Lastly, we’ll pass ip and port along to our init/1 function within a map. For now, we’ll simply log our intentions to connect to the specified node:


def init(state = %{ip: ip, port: port}) do
  [:bright, "Connecting to #{BitcoinNetwork.IP.to_string(ip)}:#{port}."]
  |> log()
end

The log/1 helper function adds some extra debug information to our log output, and uses IO.ANSI.format/2 to inject color into our logs:


defp log(message) do
  [:bright, :black, "[#{inspect(self())}] ", :reset, message]
  |> IO.ANSI.format()
  |> IO.puts()
end

Supervising our GenServer

Now that we’ve sketched out its basic shape, we can spawn an instance of our BitcoinNetwork.Node GenServer when our application starts up. We’ll modify the start/2 callback in our application’s entry point module, BitcoinNetwork.Application, to create a :one_for_one supervisor that supervises a single instance of our BitcoinNetwork.Node GenServer:


def start(_type, _args) do
  Supervisor.start_link(
    [
      {BitcoinNetwork.Node,
       {Application.get_env(:bitcoin_network, :ip),
        Application.get_env(:bitcoin_network, :port)}}
    ],
    strategy: :one_for_one
  )
end

We’re pulling the ip and port of the Bitcoin node we’re trying to connect to from our application’s configuration. We should set those values in our config.exs file:


config :bitcoin_network, ip: <<
    0, 0, 0, 0, 0, 0, 0, 0, 0, 0, 0xFF, 0xFF, 
    127, 0, 0, 1
  >>
config :bitcoin_network, port: 18333

For now, we’ll assume that we’re trying to connect to a testnet Bitcoin node running on localhost:18333. This port and address can be changed to point to any node on the Bitcoin network.

Working with IPs

You might have noticed that in our initial logging statement made a call out to the BitcoinNetwork.IP.to_string/1 function, and our application configuration specified the IP address of the node we’re connecting to as a binary.

The Bitcoin network supports both IPv4 and IPv6 addresses, and expects these addresses to be represented in their binary form when sent across the network, so for convenience we’ll represent all IP addresses in our application as sixteen-byte binaries. These binaries can be difficult to work with, so we’ll create a few helper functions in the BitcoinNetwork.IP module to make them easier to handle.

First, we’ll need to see the IP address of the peer node we’re connecting to, so we’ll need some way of transforming the IP address binary into a string. See BitcoinNetwork.IP.to_string/1:


def to_string(binary) do
  binary
  |> :binary.bin_to_list()
  |> Enum.chunk_every(4)
  |> Enum.map(&:binary.list_to_bin/1)
  |> Enum.map(&Base.encode16/1)
  |> Enum.join(":")
end

The Erlang tools we’ll use to manage our TCP connections will expect IP addresses in the form of eight-element tuples, rather than a binaries. BitcoinNetwork.IP.to_tuple/1 will handle that conversion for us:


def to_tuple(binary) do
  binary
  |> :binary.bin_to_list()
  |> Enum.chunk_every(2)
  |> Enum.map(&:binary.list_to_bin/1)
  |> Enum.map(&:binary.decode_unsigned/1)
  |> List.to_tuple()
end

Now we can freely shift between our base binary representation and the strings and tuple forms we’ll need to log addresses and connect to our nodes.

Hello, Bitcoin Network

If we were to spin up our application at this point, we’d see our log statement about how our BitcoinNetwork.Node GenServer is attempting to connect to our local Bitcoin node.
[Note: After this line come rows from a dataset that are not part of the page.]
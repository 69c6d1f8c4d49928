//! Fatal faults of the generation core.
//!
//! Only invariant violations live here. An inapplicable generator, an
//! elective no-op or an exhausted recursion budget are ordinary outcomes
//! (see [`Step`](crate::builder::Step)) and never surface as errors.

#![allow(unused_assignments)] // False positives from thiserror derive

use miette::Diagnostic;
use thiserror::Error;

use crate::context::{ContextFlag, ContextSet};
use crate::program::{ProgramError, Variable};
use crate::rule::InputSpec;

#[derive(Error, Debug, Diagnostic, Clone, PartialEq)]
pub enum GenError {
    #[error("unknown code generator '{name}'")]
    #[diagnostic(
        code(G001),
        help("generator names are fixed when the catalog is built; check the profile's prefix and rule tables")
    )]
    UnknownGenerator { name: String },

    #[error("code generator '{name}' is registered twice")]
    #[diagnostic(code(G002))]
    DuplicateGenerator { name: String },

    #[error("generator '{generator}' requires context {required} but the current context is {current}")]
    #[diagnostic(code(G003))]
    ContextViolation {
        generator: String,
        required: ContextSet,
        current: ContextSet,
    },

    #[error("context pop of {expected} does not match the innermost frame ({found:?})")]
    #[diagnostic(code(G004))]
    ContextMismatch {
        expected: ContextFlag,
        found: Option<ContextFlag>,
    },

    #[error("cannot choose from an empty domain")]
    #[diagnostic(code(G005))]
    EmptyDomain,

    #[error("generator '{generator}' declares inputs {expected} but was handed {found}")]
    #[diagnostic(code(G006))]
    InputMismatch {
        generator: String,
        expected: InputSpec,
        found: String,
    },

    #[error("{variable} is not a phi variable in scope")]
    #[diagnostic(code(G007))]
    NotAPhi { variable: Variable },

    #[error("variable scope closed without a matching open")]
    #[diagnostic(code(G008))]
    ScopeUnderflow,

    #[error("generated program is malformed")]
    #[diagnostic(code(G009))]
    InvalidProgram(#[from] ProgramError),
}

pub type GenResult<T> = Result<T, GenError>;
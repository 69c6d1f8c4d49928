//! The program under construction: an append-only list of operations plus a
//! variable allocator.
//!
//! Operations are flat. Nested bodies are delimited by `Begin*`/`End*` pairs,
//! which keeps emission append-only while the engine recurses.

#![allow(unused_assignments)] // False positives from thiserror derive

use std::fmt;

use miette::Diagnostic;
use rustc_hash::FxHashSet;
use thiserror::Error;

use crate::context::{ContextFlag, ContextSet};

// ---------------------------------------------------------------------------
// Variables
// ---------------------------------------------------------------------------

/// Opaque handle to a value produced by the program.
#[derive(Debug, Clone, Copy, PartialEq, Eq, Hash, PartialOrd, Ord)]
pub struct Variable(u32);

impl Variable {
    pub fn number(self) -> u32 {
        self.0
    }
}

impl fmt::Display for Variable {
    fn fmt(&self, f: &mut fmt::Formatter<'_>) -> fmt::Result {
        write!(f, "v{}", self.0)
    }
}

// ---------------------------------------------------------------------------
// Operators
// ---------------------------------------------------------------------------

#[derive(Debug, Clone, Copy, PartialEq, Eq)]
pub enum UnaryOperator {
    Inc,
    Dec,
    LogicalNot,
    BitwiseNot,
    Plus,
    Minus,
}

impl UnaryOperator {
    pub const ALL: [UnaryOperator; 6] = [
        UnaryOperator::Inc,
        UnaryOperator::Dec,
        UnaryOperator::LogicalNot,
        UnaryOperator::BitwiseNot,
        UnaryOperator::Plus,
        UnaryOperator::Minus,
    ];

    pub fn token(self) -> &'static str {
        match self {
            UnaryOperator::Inc => "++",
            UnaryOperator::Dec => "--",
            UnaryOperator::LogicalNot => "!",
            UnaryOperator::BitwiseNot => "~",
            UnaryOperator::Plus => "+",
            UnaryOperator::Minus => "-",
        }
    }
}

#[derive(Debug, Clone, Copy, PartialEq, Eq)]
pub enum BinaryOperator {
    Add,
    Sub,
    Mul,
    Div,
    Mod,
    BitAnd,
    BitOr,
    Xor,
    LogicAnd,
    LogicOr,
    LShift,
    RShift,
    UnRShift,
    Exp,
}

impl BinaryOperator {
    pub const ALL: [BinaryOperator; 14] = [
        BinaryOperator::Add,
        BinaryOperator::Sub,
        BinaryOperator::Mul,
        BinaryOperator::Div,
        BinaryOperator::Mod,
        BinaryOperator::BitAnd,
        BinaryOperator::BitOr,
        BinaryOperator::Xor,
        BinaryOperator::LogicAnd,
        BinaryOperator::LogicOr,
        BinaryOperator::LShift,
        BinaryOperator::RShift,
        BinaryOperator::UnRShift,
        BinaryOperator::Exp,
    ];

    pub fn token(self) -> &'static str {
        match self {
            BinaryOperator::Add => "+",
            BinaryOperator::Sub => "-",
            BinaryOperator::Mul => "*",
            BinaryOperator::Div => "/",
            BinaryOperator::Mod => "%",
            BinaryOperator::BitAnd => "&",
            BinaryOperator::BitOr => "|",
            BinaryOperator::Xor => "^",
            BinaryOperator::LogicAnd => "&&",
            BinaryOperator::LogicOr => "||",
            BinaryOperator::LShift => "<<",
            BinaryOperator::RShift => ">>",
            BinaryOperator::UnRShift => ">>>",
            BinaryOperator::Exp => "**",
        }
    }
}

#[derive(Debug, Clone, Copy, PartialEq, Eq)]
pub enum Comparator {
    Equal,
    StrictEqual,
    NotEqual,
    StrictNotEqual,
    LessThan,
    LessThanOrEqual,
    GreaterThan,
    GreaterThanOrEqual,
}

impl Comparator {
    pub const ALL: [Comparator; 8] = [
        Comparator::Equal,
        Comparator::StrictEqual,
        Comparator::NotEqual,
        Comparator::StrictNotEqual,
        Comparator::LessThan,
        Comparator::LessThanOrEqual,
        Comparator::GreaterThan,
        Comparator::GreaterThanOrEqual,
    ];

    pub fn token(self) -> &'static str {
        match self {
            Comparator::Equal => "==",
            Comparator::StrictEqual => "===",
            Comparator::NotEqual => "!=",
            Comparator::StrictNotEqual => "!==",
            Comparator::LessThan => "<",
            Comparator::LessThanOrEqual => "<=",
            Comparator::GreaterThan => ">",
            Comparator::GreaterThanOrEqual => ">=",
        }
    }
}

/// The flavour of a function definition.
#[derive(Debug, Clone, Copy, PartialEq, Eq)]
pub enum FunctionKind {
    Plain,
    Strict,
    Arrow,
    Generator,
    Async,
}

impl FunctionKind {
    /// Context flags opened by a body of this kind, outermost first.
    pub fn context_flags(self) -> &'static [ContextFlag] {
        match self {
            FunctionKind::Plain | FunctionKind::Strict | FunctionKind::Arrow => {
                &[ContextFlag::Function]
            }
            FunctionKind::Generator => &[ContextFlag::Function, ContextFlag::Generator],
            FunctionKind::Async => &[ContextFlag::Function, ContextFlag::Async],
        }
    }

    /// Whether `new` may be applied to functions of this kind.
    pub fn is_constructor(self) -> bool {
        matches!(self, FunctionKind::Plain | FunctionKind::Strict)
    }
}

/// Parameter shape of a function defined by the program.
#[derive(Debug, Clone, Copy, PartialEq, Eq)]
pub struct FunctionSignature {
    pub parameter_count: usize,
    pub has_rest: bool,
}

// ---------------------------------------------------------------------------
// Operations
// ---------------------------------------------------------------------------

#[derive(Debug, Clone, PartialEq)]
pub enum Operation {
    LoadInt { output: Variable, value: i64 },
    LoadBigInt { output: Variable, value: i64 },
    LoadFloat { output: Variable, value: f64 },
    LoadString { output: Variable, value: String },
    LoadBool { output: Variable, value: bool },
    LoadUndefined { output: Variable },
    LoadNull { output: Variable },
    LoadRegExp { output: Variable, pattern: String, flags: String },
    LoadBuiltin { output: Variable, name: String },

    CreateObject {
        output: Variable,
        properties: Vec<(String, Variable)>,
        spreads: Vec<Variable>,
    },
    CreateArray {
        output: Variable,
        elements: Vec<Variable>,
        spreads: Vec<bool>,
    },

    BeginFunction {
        output: Variable,
        kind: FunctionKind,
        parameters: Vec<Variable>,
        has_rest: bool,
    },
    EndFunction,
    Return { value: Variable },
    Yield { value: Variable, delegate: bool },
    Await { output: Variable, value: Variable },

    LoadProperty { output: Variable, object: Variable, name: String },
    StoreProperty { object: Variable, name: String, value: Variable },
    DeleteProperty { object: Variable, name: String },
    LoadElement { output: Variable, object: Variable, index: i64 },
    StoreElement { object: Variable, index: i64, value: Variable },
    DeleteElement { object: Variable, index: i64 },
    LoadComputedProperty { output: Variable, object: Variable, name: Variable },
    StoreComputedProperty { object: Variable, name: Variable, value: Variable },
    DeleteComputedProperty { object: Variable, name: Variable },

    TypeOf { output: Variable, value: Variable },
    InstanceOf { output: Variable, value: Variable, constructor: Variable },
    In { output: Variable, property: Variable, object: Variable },

    CallMethod {
        output: Variable,
        object: Variable,
        method: String,
        arguments: Vec<Variable>,
    },
    CallFunction {
        output: Variable,
        function: Variable,
        arguments: Vec<Variable>,
        spreads: Vec<bool>,
    },
    Construct {
        output: Variable,
        constructor: Variable,
        arguments: Vec<Variable>,
    },

    Unary { output: Variable, op: UnaryOperator, value: Variable },
    Binary { output: Variable, lhs: Variable, op: BinaryOperator, rhs: Variable },
    Compare { output: Variable, lhs: Variable, comparator: Comparator, rhs: Variable },

    /// Defines a join-point variable holding `initial` until a merge.
    Phi { output: Variable, initial: Variable },
    /// Merges `value` into the phi `target`.
    Copy { target: Variable, value: Variable },

    BeginIf { condition: Variable },
    BeginElse,
    EndIf,
    BeginWhile { lhs: Variable, comparator: Comparator, rhs: Variable },
    EndWhile,
    BeginDoWhile,
    EndDoWhile { lhs: Variable, comparator: Comparator, rhs: Variable },
    /// Counting loop. The header updates the counter with `counter op step`
    /// after every iteration, `continue` included; the update is the
    /// iteration's merge into the counter phi.
    BeginFor {
        counter: Variable,
        comparator: Comparator,
        end: Variable,
        op: BinaryOperator,
        step: Variable,
    },
    EndFor,
    BeginForIn { output: Variable, object: Variable },
    EndForIn,
    BeginForOf { output: Variable, iterable: Variable },
    EndForOf,
    Break,
    Continue,

    BeginTry,
    BeginCatch { exception: Variable },
    EndTryCatch,
    Throw { value: Variable },

    BeginWith { object: Variable },
    EndWith,
    LoadFromScope { output: Variable, name: String },
    StoreToScope { name: String, value: Variable },
}
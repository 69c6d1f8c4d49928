//! The built-in generator catalog.
//!
//! One unit struct per generator, grouped by what they emit. [`all`] is the
//! single source of truth for which generators exist.

mod control_flow;
mod functions;
mod objects;
mod operators;
mod values;

use crate::rule::CodeGenerator;

/// Every built-in generator, in registration order.
pub fn all() -> Vec<Box<dyn CodeGenerator>> {
    let mut generators = Vec::new();
    generators.extend(values::all());
    generators.extend(objects::all());
    generators.extend(functions::all());
    generators.extend(operators::all());
    generators.extend(control_flow::all());
    generators
}
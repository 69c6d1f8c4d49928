//! The [`ProgramBuilder`] -- selection and execution engine plus the
//! emission surface generators write through.
//!
//! A builder owns everything one program needs: the random source, the
//! program under construction, the context stack, the variable pool and the
//! type oracle. Nothing is shared between builders, so independent programs
//! can be generated on independent threads.
//!
//! Generators never touch the context stack or the pool directly. Nested
//! bodies go through the block helpers ([`if_else`](ProgramBuilder::if_else),
//! [`while_loop`](ProgramBuilder::while_loop), ...), which push the body's
//! flags, open a variable scope, run the body and undo both in LIFO order.

use rand::RngCore;
use tracing::{debug, trace};

use crate::catalog::Catalog;
use crate::context::{ContextFlag, ContextSet, ContextStack};
use crate::environment;
use crate::error::{GenError, GenResult};
use crate::profile::{GenerationConfig, GenerationMode, SelectionPolicy};
use crate::program::{
    BinaryOperator, Comparator, FunctionKind, FunctionSignature, Operation, Program,
    UnaryOperator, Variable,
};
use crate::random;
use crate::resolver::ResolvedParams;
use crate::rule::{CodeGenerator, InputSpec, Inputs};
use crate::types::{Capability, TypeOracle, TypeTracker, ValueType};
use crate::variables::VariablePool;

// ---------------------------------------------------------------------------
// Step outcome
// ---------------------------------------------------------------------------

/// Result of one selection round.
#[derive(Debug, Clone, Copy, PartialEq, Eq)]
pub enum Step {
    /// A generator ran and emitted `emitted` operations.
    Applied {
        generator: &'static str,
        emitted: usize,
    },
    /// A generator ran and elected to emit nothing.
    NoOp { generator: &'static str },
    /// No generator was eligible at this point.
    Inapplicable,
}

impl Step {
    pub fn is_applied(self) -> bool {
        matches!(self, Step::Applied { .. })
    }
}

/// Variables matching each capability at one generation point.
struct CandidateIndex {
    slots: [Vec<Variable>; 5],
    pool_empty: bool,
}

impl CandidateIndex {
    fn slot(capability: Capability) -> usize {
        match capability {
            Capability::Anything => 0,
            Capability::Object => 1,
            Capability::Function => 2,
            Capability::Constructor => 3,
            Capability::Boolean => 4,
        }
    }

    fn matches(&self, capability: Capability) -> &[Variable] {
        &self.slots[Self::slot(capability)]
    }

    /// Whether every slot of `spec` can be filled.
    fn admits(&self, spec: InputSpec) -> bool {
        spec.slots().into_iter().all(|cap| {
            !self.matches(cap).is_empty() || (cap == Capability::Anything && self.pool_empty)
        })
    }
}

// ---------------------------------------------------------------------------
// ProgramBuilder
// ---------------------------------------------------------------------------

pub struct ProgramBuilder<'a> {
    rng: &'a mut dyn RngCore,
    catalog: &'a Catalog,
    params: &'a ResolvedParams,
    config: &'a GenerationConfig,
    program: Program,
    types: Box<dyn TypeOracle + 'a>,
    context: ContextStack,
    pool: VariablePool,
    /// Remaining nesting allowance for `generate_recursive`.
    budget: usize,
    nesting: usize,
    deepest_nesting: usize,
}

impl<'a> ProgramBuilder<'a> {
    pub fn new(
        rng: &'a mut dyn RngCore,
        catalog: &'a Catalog,
        params: &'a ResolvedParams,
        config: &'a GenerationConfig,
    ) -> Self {
        Self {
            rng,
            catalog,
            params,
            config,
            program: Program::new(),
            types: Box::new(TypeTracker::new()),
            context: ContextStack::new(),
            pool: VariablePool::new(),
            budget: config.recursion_budget,
            nesting: 0,
            deepest_nesting: 0,
        }
    }

    /// Replace the default [`TypeTracker`] with another oracle.
    pub fn with_oracle(mut self, oracle: Box<dyn TypeOracle + 'a>) -> Self {
        self.types = oracle;
        self
    }

    pub fn program(&self) -> &Program {
        &self.program
    }

    pub fn finish(self) -> Program {
        self.program
    }

    pub fn context(&self) -> &ContextStack {
        &self.context
    }

    pub fn current_context(&self) -> ContextSet {
        self.context.current()
    }

    pub fn pool(&self) -> &VariablePool {
        &self.pool
    }

    pub fn config(&self) -> &GenerationConfig {
        self.config
    }

    pub fn mode(&self) -> GenerationMode {
        self.config.mode
    }

    pub fn budget(&self) -> usize {
        self.budget
    }

    pub fn nesting(&self) -> usize {
        self.nesting
    }

    /// Deepest nesting of `generate_recursive` reached so far.
    pub fn deepest_nesting(&self) -> usize {
        self.deepest_nesting
    }
}

// ---------------------------------------------------------------------------
// Selection and execution
// ---------------------------------------------------------------------------

impl<'a> ProgramBuilder<'a> {
    /// Try to apply exactly one generator.
    ///
    /// Filters the catalog by context, drops generators whose inputs cannot
    /// be drawn or whose weight is zero, selects one by the configured
    /// policy, draws its inputs and runs it. An empty candidate set is
    /// [`Step::Inapplicable`], never an error.
    pub fn run_one_step(&mut self) -> GenResult<Step> {
        let catalog: &'a Catalog = self.catalog;
        let params: &'a ResolvedParams = self.params;
        let current = self.context.current();
        let index = self.candidate_index();

        let mut candidates: Vec<(&'a dyn CodeGenerator, usize)> = Vec::new();
        for generator in catalog.iter() {
            if !generator.required_context().is_subset_of(current) {
                continue;
            }
            let weight = params.for_rule(generator.name()).weight();
            if weight == 0 {
                continue;
            }
            if !index.admits(generator.inputs()) {
                trace!(generator = generator.name(), "no instantiable inputs");
                continue;
            }
            candidates.push((generator, weight));
        }

        if candidates.is_empty() {
            trace!(context = %current, "no eligible generator");
            return Ok(Step::Inapplicable);
        }

        let (generator, _) = match self.config.selection {
            SelectionPolicy::Uniform => *random::choose_uniform(&mut *self.rng, &candidates)?,
            SelectionPolicy::Weighted => {
                *random::choose_weighted(&mut *self.rng, &candidates, |(_, w)| *w)?
            }
        };

        let inputs = self.draw_inputs(generator.inputs(), &index)?;
        self.execute(generator, inputs)
    }

    /// Names of the generators `run_one_step` could pick right now.
    pub fn eligible_generators(&self) -> Vec<&'static str> {
        let current = self.context.current();
        let index = self.candidate_index();
        self.catalog
            .iter()
            .filter(|g| g.required_context().is_subset_of(current))
            .filter(|g| self.params.for_rule(g.name()).weight() > 0)
            .filter(|g| index.admits(g.inputs()))
            .map(|g| g.name())
            .collect()
    }

    /// Run the named generator with freshly drawn inputs.
    ///
    /// Unknown names fail before anything is emitted. A generator whose
    /// inputs cannot be drawn yields [`Step::Inapplicable`]; one whose
    /// context is not in effect is a [`GenError::ContextViolation`].
    pub fn run_generator(&mut self, name: &str) -> GenResult<Step> {
        let catalog: &'a Catalog = self.catalog;
        let generator = catalog.lookup(name)?;
        self.check_context(generator)?;
        let index = self.candidate_index();
        if !index.admits(generator.inputs()) {
            return Ok(Step::Inapplicable);
        }
        let inputs = self.draw_inputs(generator.inputs(), &index)?;
        self.execute(generator, inputs)
    }

    /// Run the named generator on caller-chosen inputs.
    pub fn run_generator_with(&mut self, name: &str, inputs: Inputs) -> GenResult<Step> {
        let catalog: &'a Catalog = self.catalog;
        let generator = catalog.lookup(name)?;
        let spec = generator.inputs();
        let slots = spec.slots();
        let vars = inputs.to_vec();
        let fits = slots.len() == vars.len()
            && slots.iter().zip(&vars).all(|(cap, var)| {
                self.pool.contains(*var) && cap.admits(&self.types.type_of(*var))
            });
        if !fits {
            return Err(GenError::InputMismatch {
                generator: name.to_string(),
                expected: spec,
                found: inputs.to_string(),
            });
        }
        self.execute(generator, inputs)
    }

    /// Generate a nested body: a bounded number of engine steps one level
    /// deeper.
    ///
    /// With no budget left this returns immediately having run nothing; the
    /// calling generator carries on. Steps also stop once the program holds
    /// `program_size` operations. Returns the number of steps that applied a
    /// generator.
    pub fn generate_recursive(&mut self) -> GenResult<usize> {
        if self.budget == 0 {
            trace!(nesting = self.nesting, "recursion budget exhausted");
            return Ok(0);
        }
        self.budget -= 1;
        self.nesting += 1;
        self.deepest_nesting = self.deepest_nesting.max(self.nesting);

        let (min, max) = self.config.recursive_steps;
        let steps = random::random_in(&mut *self.rng, min, max);
        let mut applied = 0;
        for _ in 0..steps {
            if self.program.len() >= self.config.program_size {
                trace!(size = self.program.len(), "program size reached, nested steps stop");
                break;
            }
            if self.run_one_step()?.is_applied() {
                applied += 1;
            }
        }

        self.nesting -= 1;
        self.budget += 1;
        Ok(applied)
    }

    fn check_context(&self, generator: &dyn CodeGenerator) -> GenResult<()> {
        let required = generator.required_context();
        let current = self.context.current();
        if required.is_subset_of(current) {
            Ok(())
        } else {
            Err(GenError::ContextViolation {
                generator: generator.name().to_string(),
                required,
                current,
            })
        }
    }

    fn execute(&mut self, generator: &dyn CodeGenerator, inputs: Inputs) -> GenResult<Step> {
        self.check_context(generator)?;
        let params: &'a ResolvedParams = self.params;
        let before = self.program.len();
        generator.generate(self, inputs, params.for_rule(generator.name()))?;
        let emitted = self.program.len() - before;
        if emitted == 0 {
            trace!(generator = generator.name(), "elective no-op");
            Ok(Step::NoOp {
                generator: generator.name(),
            })
        } else {
            debug!(
                generator = generator.name(),
                emitted,
                nesting = self.nesting,
                "applied generator"
            );
            Ok(Step::Applied {
                generator: generator.name(),
                emitted,
            })
        }
    }

    fn candidate_index(&self) -> CandidateIndex {
        let mut slots: [Vec<Variable>; 5] = Default::default();
        let capabilities = [
            Capability::Anything,
            Capability::Object,
            Capability::Function,
            Capability::Constructor,
            Capability::Boolean,
        ];
        for var in self.pool.visible() {
            let ty = self.types.type_of(var);
            for cap in capabilities {
                if cap.admits(&ty) {
                    slots[CandidateIndex::slot(cap)].push(var);
                }
            }
        }
        CandidateIndex {
            slots,
            pool_empty: self.pool.is_empty(),
        }
    }

    fn draw_inputs(&mut self, spec: InputSpec, index: &CandidateIndex) -> GenResult<Inputs> {
        let mut drawn = Vec::with_capacity(spec.arity());
        for cap in spec.slots() {
            let matches = index.matches(cap);
            let var = if matches.is_empty() && cap == Capability::Anything {
                self.synthesize_value()
            } else {
                *random::choose_uniform(&mut *self.rng, matches)?
            };
            drawn.push(var);
        }
        Inputs::from_slice(&drawn).ok_or(GenError::EmptyDomain)
    }

    /// Fresh literal used when the pool has nothing to offer.
    fn synthesize_value(&mut self) -> Variable {
        let value = self.gen_int();
        self.load_int(value)
    }
}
The first run of our application.

Unfortunately, nothing is actually happening. Let’s fix that.

Our first step in communicating with a Bitcoin node is connecting to it. The Bitcoin protocol plays out over TCP, so we’ll use Erlang’s :gen_tcp to manage our TCP connection to our peer node.

In our init/1 callback, let’s add a call to :gen_tcp.connect/3 that connect to our specified ip and port:


{:ok, socket} =
  :gen_tcp.connect(BitcoinNetwork.IP.to_tuple(ip), port, [:binary, active: true])

We’re specifying a :binary option on our connection, which means that we want any incoming packets to be delivered as binaries, rather than lists of bytes. We’re also specifying that our connection is active, which means that incoming messages will be sent to the current processes as messages which we’ll need to handle in handle_info/2 callbacks.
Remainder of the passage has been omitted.